Heading west of the town, we see another view of the island. We meet the Holy Parthenon of Panagia Voitheias, a nunnery founded in 1930. The icon of the Virgin Mary is considered miraculous, while the katholikon has been hagiographed by the famous hagiographer G. Panagiotakis. She has several nuns, who deal with hagiography, weaving, embroidery and small crafts.
Next, we meet Karyes, a beautiful village built amphitheatrically in an area with abundant vegetation on the western outskirts of Chora. Even higher, on Mount Penthodos, is the hermitage of St. Mark, founded in 1886 by the ascetic Parthenios, on the site of a pre-existing from 1700, but ruined temple of the evangelist Mark. Hagiography was particularly developed in the monastery. Near it is the currently inactive Monastery of Kournas. It was founded by the Roman Catholics of Chios during the years of the Genoese Empire and is dedicated to the Living Source. During the Turkish occupation it was handed over to the Orthodox and annexed as a seat to the New Monastery.
Nea Moni is without a doubt the most important monument on the island and one of the leading expressions of Byzantine culture in Greece. It is located 13 km from Chora, at the foot of Mount Provatas. The history of the founding of the monastery is inferred from imperial gold bullions, old manuscripts and traditions. In the same place there was a monastery known as the Palia Moni dedicated to the Virgin Mary. It was built where her image was found, which survives to this day. According to tradition, during the period of exile in Lesvos, the later emperor Constantine the Gladiator heard a prophecy from three monks of Palaia Moni about his imminent ascension to the throne. Probably, Nea Moni was the fulfillment of his promise to establish a large monastery in case the prophecy would be verified.Indeed, around 1042 began the inauguration of the new catholic which as an imperial donation was a work of top art and exceptional splendor.In the centuries that followed, the monastery suffered from destruction, looting and drowning. But the massacre of 1822 was undoubtedly the greatest ordeal. The Turks, after slaughtering women and monks and looting their precious utensils, completed the atrocities by setting the monastery on fire. A significant part of the mosaics was destroyed, depriving the temple of its eponymous splendor. Another raid took place in 1828, while in 1881 a strong earthquake completed the disasters. In recent years some restoration work has been done and the situation has improved. It celebrates on the 23rd of August and is visited by many believers to worship the historical and miraculous icon of Panagia Neamonitissa.
After Nea Moni, south of the road to Avgonyma, is the hermitage of the Holy Fathers. It was built around the cave where the three founders of the New Monastery were consecrated and gradually, especially after 1868, the area was transformed into the largest monastic center of the island. The complex building complex of the monastery has spacious guesthouses. From the plateau in front of the church of the monastery the view to the sea and to the coasts of Asia Minor is impressive.
Avgonyma is a small isolated mountain village 15km northwest of Chora. Far from the affluent parts of the south, the settlement is an eloquent example of medieval architecture with its narrow streets forming a solid urban fabric around the square. The stone houses are single-storey or two-storey and the access to the first floor is made by an external stone staircase. Pay attention to the characteristic windows with the two-tone arched end.

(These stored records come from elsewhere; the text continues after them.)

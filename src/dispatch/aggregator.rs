//! Turn aggregator: one outward-facing answer per user turn

use crate::models::{current_turn, Message, Role};

/// Answer used when a turn ends without any reply to show.
pub const FALLBACK_ANSWER: &str = "你好！我是你的 DeFi 智能理财顾问 🤖\n\
我可以帮你：\n\
- 查询代币价格、行情新闻，解读本地研报知识库\n\
- 查询钱包余额，把 ETH 兑换为 WETH，授权并存入 Aave\n\
试试问我：\"ETH 现在多少钱？\" 或 \"把 0.001 WETH 存入 Aave\"";

/// Merge the replies of one turn.
///
/// Replies are joined in emission order by a blank line with the identity
/// tags removed; bodies (and any transaction JSON inside them) are untouched.
/// A trailing system notice (routing failure, truncation) is appended.
pub fn aggregate(replies: &[Message], history_after: &[Message]) -> String {
    let notice = current_turn(history_after)
        .last()
        .filter(|m| m.role == Role::System)
        .map(|m| m.content.as_str());

    let bodies: Vec<&str> = replies.iter().map(Message::body).collect();

    match (bodies.is_empty(), notice) {
        (false, Some(notice)) => format!("{}\n\n{}", bodies.join("\n\n"), notice),
        (false, None) => bodies.join("\n\n"),
        (true, Some(notice)) => notice.to_string(),
        (true, None) => terminal_answer(history_after),
    }
}

fn terminal_answer(history_after: &[Message]) -> String {
    match current_turn(history_after).last() {
        Some(last) if last.role != Role::User && !last.content.trim().is_empty() => {
            last.body().to_string()
        }
        _ => FALLBACK_ANSWER.to_string(),
    }
}
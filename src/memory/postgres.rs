//! Postgres-backed session logs (survive restarts)

use super::store::RetentionPolicy;
use super::SessionStore;
use crate::error::AdvisorError;
use crate::models::{Message, Role};
use crate::Result;
use chrono::{DateTime, Utc};
use sqlx::{PgPool, Row};
use std::sync::Arc;
use tokio::sync::OnceCell;
use tracing::debug;
use uuid::Uuid;

pub struct PostgresSessionStore {
    pool: PgPool,
    schema_ready: Arc<OnceCell<()>>,
    policy: RetentionPolicy,
}

impl PostgresSessionStore {
    pub fn new(pool: PgPool, policy: RetentionPolicy) -> Self {
        Self {
            pool,
            schema_ready: Arc::new(OnceCell::new()),
            policy,
        }
    }

    async fn ensure_schema(&self) -> Result<()> {
        self.schema_ready
            .get_or_try_init(|| async {
                sqlx::query(
                    r#"
                    CREATE TABLE IF NOT EXISTS session_messages (
                      seq BIGSERIAL PRIMARY KEY,
                      message_id UUID NOT NULL UNIQUE,
                      session_id TEXT NOT NULL,
                      role TEXT NOT NULL,
                      content TEXT NOT NULL,
                      created_at TIMESTAMPTZ NOT NULL DEFAULT NOW()
                    );
                    "#,
                )
                .execute(&self.pool)
                .await?;

                sqlx::query(
                    r#"
                    CREATE INDEX IF NOT EXISTS idx_session_messages_session_seq
                    ON session_messages (session_id, seq);
                    "#,
                )
                .execute(&self.pool)
                .await?;

                Ok::<(), sqlx::Error>(())
            })
            .await
            .map_err(|e| {
                AdvisorError::DatabaseError(format!(
                    "Failed to initialize session schema: {}",
                    e
                ))
            })?;

        Ok(())
    }
}

fn db_error(action: &str) -> impl Fn(sqlx::Error) -> AdvisorError + '_ {
    move |e| AdvisorError::DatabaseError(format!("Failed to {}: {}", action, e))
}

#[async_trait::async_trait]
impl SessionStore for PostgresSessionStore {
    async fn load(&self, session_id: &str) -> Result<Vec<Message>> {
        self.ensure_schema().await?;

        let rows = sqlx::query(
            r#"
            SELECT message_id, role, content, created_at
            FROM session_messages
            WHERE session_id = $1
            ORDER BY seq ASC
            "#,
        )
        .bind(session_id)
        .fetch_all(&self.pool)
        .await
        .map_err(db_error("load session history"))?;

        let mut messages = Vec::with_capacity(rows.len());
        for row in rows {
            let role: String = row.try_get("role").map_err(db_error("read role"))?;
            let created_at: DateTime<Utc> =
                row.try_get("created_at").map_err(db_error("read created_at"))?;
            let message_id: Uuid = row.try_get("message_id").map_err(db_error("read id"))?;

            messages.push(Message {
                message_id,
                timestamp: created_at,
                role: Role::parse(&role).unwrap_or(Role::System),
                content: row.try_get("content").map_err(db_error("read content"))?,
            });
        }

        if let Some(last) = messages.last() {
            if self.policy.is_expired(last.timestamp, Utc::now()) {
                debug!(session_id = %session_id, "Session expired, clearing");
                self.clear(session_id).await?;
                return Ok(Vec::new());
            }
        }

        Ok(messages)
    }

    async fn append(&self, session_id: &str, messages: &[Message]) -> Result<()> {
        self.ensure_schema().await?;

        let mut tx = self
            .pool
            .begin()
            .await
            .map_err(db_error("begin session transaction"))?;

        for msg in messages {
            sqlx::query(
                r#"
                INSERT INTO session_messages (message_id, session_id, role, content, created_at)
                VALUES ($1, $2, $3, $4, $5)
                "#,
            )
            .bind(msg.message_id)
            .bind(session_id)
            .bind(msg.role.as_str())
            .bind(&msg.content)
            .bind(msg.timestamp)
            .execute(&mut *tx)
            .await
            .map_err(db_error("insert session message"))?;
        }

        if let Some(max) = self.policy.max_messages {
            // Keep the newest `max` rows, then drop leading non-user rows
            sqlx::query(
                r#"
                DELETE FROM session_messages
                WHERE session_id = $1
                  AND seq < COALESCE((
                    SELECT MIN(seq) FROM session_messages
                    WHERE session_id = $1 AND role = 'user'
                      AND seq >= (
                        SELECT MIN(seq) FROM (
                          SELECT seq FROM session_messages
                          WHERE session_id = $1
                          ORDER BY seq DESC
                          LIMIT $2
                        ) newest
                      )
                  ), 0)
                "#,
            )
            .bind(session_id)
            .bind(max as i64)
            .execute(&mut *tx)
            .await
            .map_err(db_error("trim session history"))?;
        }

        tx.commit()
            .await
            .map_err(db_error("commit session transaction"))?;

        Ok(())
    }

    async fn clear(&self, session_id: &str) -> Result<()> {
        self.ensure_schema().await?;

        sqlx::query("DELETE FROM session_messages WHERE session_id = $1")
            .bind(session_id)
            .execute(&self.pool)
            .await
            .map_err(db_error("clear session history"))?;
        Ok(())
    }
}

After Avgonyma 4km to the north, you reach the most isolated settlement of the island, Anavatos. As you approach, this uninhabited place is suddenly revealed sculpted on bare rocks. At the roots of the settlement, where the few inhabited houses are located, you can cool off at the fountain before your ascent to the "castle". Anavatos was the last stronghold of resistance to the events of 1822. According to testimonies, it was occupied by treason and many besieged preferred to fall on the terrible cliff in order not to be captured. In the following years it was inhabited again, but after the earthquake of 1881 it was permanently deserted. Today the settlement is protected as a place of history and special beauty and some houses have been inhabited.In the lower neighborhood outside the castle, the houses are in better condition. They are all two-storey, vaulted with small arched openings. Inside the castle there are many ruins and the church of Taxiarches with two roofs. From the top of the castle the spectacle of the menacing cliff is impressive.